Bolt Announces Expansion to Kakamega, Thika, and Kisumu

News Team



Estonian ride-hailing firm Bolt, formerly called Taxify, has announced its expansion to three more towns in Kenya. This as it continues to widen its reach across the country, in competition with Uber and Little Cab. Uber operates in Nairobi, Mombasa, and Thika while Little Cab operates in Nairobi, Kisumu, and Mombasa.

On Wednesday, the firm launched its services in Kakamega, Thika, and Kisumu; bringing the total number of towns it covers to five, including Nairobi and Mombasa. This makes it the largest taxi-hailing platform by geographical coverage in the country.
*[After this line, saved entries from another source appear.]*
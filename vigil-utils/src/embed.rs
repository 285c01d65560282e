use poise::serenity_prelude as serenity;

pub const SUCCESS_COLOR: u32 = 0x00_ff_00;
pub const ERROR_COLOR: u32 = 0xff_00_00;
pub const INFO_COLOR: u32 = 0x34_98_db;
pub const WARNING_COLOR: u32 = 0xff_a5_00;

fn titled(title: &str, description: impl Into<String>, color: u32) -> serenity::CreateEmbed {
    serenity::CreateEmbed::new()
        .title(title.to_owned())
        .description(description)
        .color(color)
}

pub fn success_embed(title: &str, description: impl Into<String>) -> serenity::CreateEmbed {
    titled(title, description, SUCCESS_COLOR)
}

pub fn error_embed(title: &str, description: impl Into<String>) -> serenity::CreateEmbed {
    titled(title, description, ERROR_COLOR)
}

pub fn info_embed(title: &str, description: impl Into<String>) -> serenity::CreateEmbed {
    titled(title, description, INFO_COLOR)
}

/// Build a paginated embed with a `Page x/y` footer when there is more than one page.
pub fn build_paginated_embed(
    title: &str,
    description: impl Into<String>,
    page: usize,
    total_pages: usize,
) -> serenity::CreateEmbed {
    let page = page.max(1);
    let total_pages = total_pages.max(1);
    let embed = info_embed(title, description);

    if total_pages > 1 {
        embed.footer(serenity::CreateEmbedFooter::new(format!(
            "Page {page}/{total_pages}"
        )))
    } else {
        embed
    }
}
//! Postgres queries, plus the [`GuildStore`] impl that routes through them.

pub mod guild_config;
pub mod verification_log;

use async_trait::async_trait;

use crate::database::Database;
use crate::model::{
    GuildConfig, GuildConfigUpdate, GuildStats, Snowflake, VerificationLogEntry,
    VerificationRecord, WarnTally, Warning,
};
use crate::store::GuildStore;

#[async_trait]
impl GuildStore for Database {
    async fn find(&self, guild_id: Snowflake) -> anyhow::Result<Option<GuildConfig>> {
        guild_config::find_guild_config(self, guild_id).await
    }

    async fn load(&self, guild_id: Snowflake) -> anyhow::Result<GuildConfig> {
        guild_config::load_guild_config(self, guild_id).await
    }

    async fn save(&self, guild_id: Snowflake, update: GuildConfigUpdate) -> anyhow::Result<()> {
        guild_config::save_guild_config(self, guild_id, update).await
    }

    async fn append_warning(
        &self,
        guild_id: Snowflake,
        user_id: Snowflake,
        warning: Warning,
    ) -> anyhow::Result<WarnTally> {
        guild_config::append_warning(self, guild_id, user_id, &warning).await
    }

    async fn take_warnings(
        &self,
        guild_id: Snowflake,
        user_id: Snowflake,
    ) -> anyhow::Result<usize> {
        guild_config::take_warnings(self, guild_id, user_id).await
    }

    async fn find_verification(
        &self,
        guild_id: Snowflake,
    ) -> anyhow::Result<Option<VerificationRecord>> {
        guild_config::find_verification(self, guild_id).await
    }

    async fn append_verification_log(&self, entry: VerificationLogEntry) -> anyhow::Result<()> {
        verification_log::append_verification_log(self, &entry).await
    }

    async fn verification_log(
        &self,
        guild_id: Snowflake,
        user_id: Snowflake,
    ) -> anyhow::Result<Vec<VerificationLogEntry>> {
        verification_log::verification_log_for_user(self, guild_id, user_id).await
    }

    async fn guild_stats(&self, guild_id: Snowflake) -> anyhow::Result<GuildStats> {
        let total_verifications = verification_log::count_verifications(self, guild_id).await?;
        let (active_warnings, warned_users) =
            guild_config::warning_totals(self, guild_id).await?;

        Ok(GuildStats {
            total_verifications,
            active_warnings,
            warned_users,
        })
    }
}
“After Nairobi and Mombasa cities, it was natural that Bolt would gradually expand across the country. We now intend to build new communities in Kisumu, Kakamega, and Thika as we continue to gain the trust of the Kenyan people,” said Ola Akinnusi, the Bolt Country Manager for Kenya, at the press conference.

“Launching in these areas will allow us to provide a safe and affordable avenue for passengers to get a ride.”

The firm also unveiled a rapid expansion plan for East Africa, whose five-year strategy will focus on the provision of local transportation options that include tuk-tuks and boda-bodas.

Bolt revealed that it charges a 15 percent commission on net profit, leaving its drivers with 85 percent.

“We are always looking out for partnerships and opportunities that will enable drivers to reduce the cost of doing business and have better earnings. We have always believed that happy drivers translate into better customer service for the riders,” said Akinnusi.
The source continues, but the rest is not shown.